-- INFORMATION PROVIDED --
//! Dual-resident typed arrays.
//!
//! An [`AcceleratedBuffer`] holds a logical array that may have a current
//! copy in host memory, in device memory, or both. Writers mark the side
//! they modified; readers call the matching `prepare_for_*_access` first.
//!
//! Allocation failures are reported to the process-wide scratch pool and to
//! any registered memory-pressure handlers before the allocation is retried
//! once.

pub mod pool;

pub use pool::{PoolId, ScratchPool};

use crate::compute::{AllocId, ComputeDevice, DeviceAllocation, DeviceElement};
use crate::error::{MemoryKind, Result, ScopeError};
use std::ops::{Index, IndexMut};
use std::sync::{Arc, Mutex};

/// Whether a side is expected to touch the buffer
#[derive(Debug, Clone, Copy, PartialEq, Eq, Default)]
pub enum AccessHint {
    #[default]
    Likely,
    Unlikely,
}

/// Where the buffer's storage is expected to live
#[derive(Debug, Clone, Copy, PartialEq, Eq)]
pub enum MemoryPlacement {
    /// Pageable host memory only
    PlainHost,
    /// Page-locked host memory with a device mirror
    PinnedHost,
    /// Device memory that is host visible
    Unified,
    /// Device memory; host copy only materialized on demand
    DeviceLocal,
}

impl MemoryPlacement {
    /// Allocation policy for a pair of hints
    pub fn choose(cpu: AccessHint, gpu: AccessHint, unified_available: bool) -> Self {
        match (cpu, gpu) {
            (AccessHint::Likely, AccessHint::Likely) if unified_available => Self::Unified,
            (AccessHint::Likely, AccessHint::Likely) => Self::PinnedHost,
            (AccessHint::Unlikely, AccessHint::Likely) => Self::DeviceLocal,
            (_, AccessHint::Unlikely) => Self::PlainHost,
        }
    }
}

/// Severity of a memory-pressure notification
#[derive(Debug, Clone, Copy, PartialEq, Eq)]
pub enum MemoryPressureLevel {
    /// Memory is getting low
    Soft,
    /// An allocation failed
    Hard,
}

type PressureHandler = Box<dyn Fn(MemoryPressureLevel, MemoryKind, usize) -> bool + Send + Sync>;

static PRESSURE_HANDLERS: Mutex<Vec<PressureHandler>> = Mutex::new(Vec::new());

/// Register a callback invoked when an allocation fails.
///
/// The callback returns `true` if it released memory.
pub fn register_memory_pressure_handler<F>(handler: F)
where
    F: Fn(MemoryPressureLevel, MemoryKind, usize) -> bool + Send + Sync + 'static,
{
    PRESSURE_HANDLERS
        .lock()
        .unwrap_or_else(|e| e.into_inner())
        .push(Box::new(handler));
}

-- PROBLEM TO SOLVE --
Search the data for "PinnedHost". Copy each line that has it.

-- ANSWER AREA --
    PinnedHost,
            (AccessHint::Likely, AccessHint::Likely) => Self::PinnedHost,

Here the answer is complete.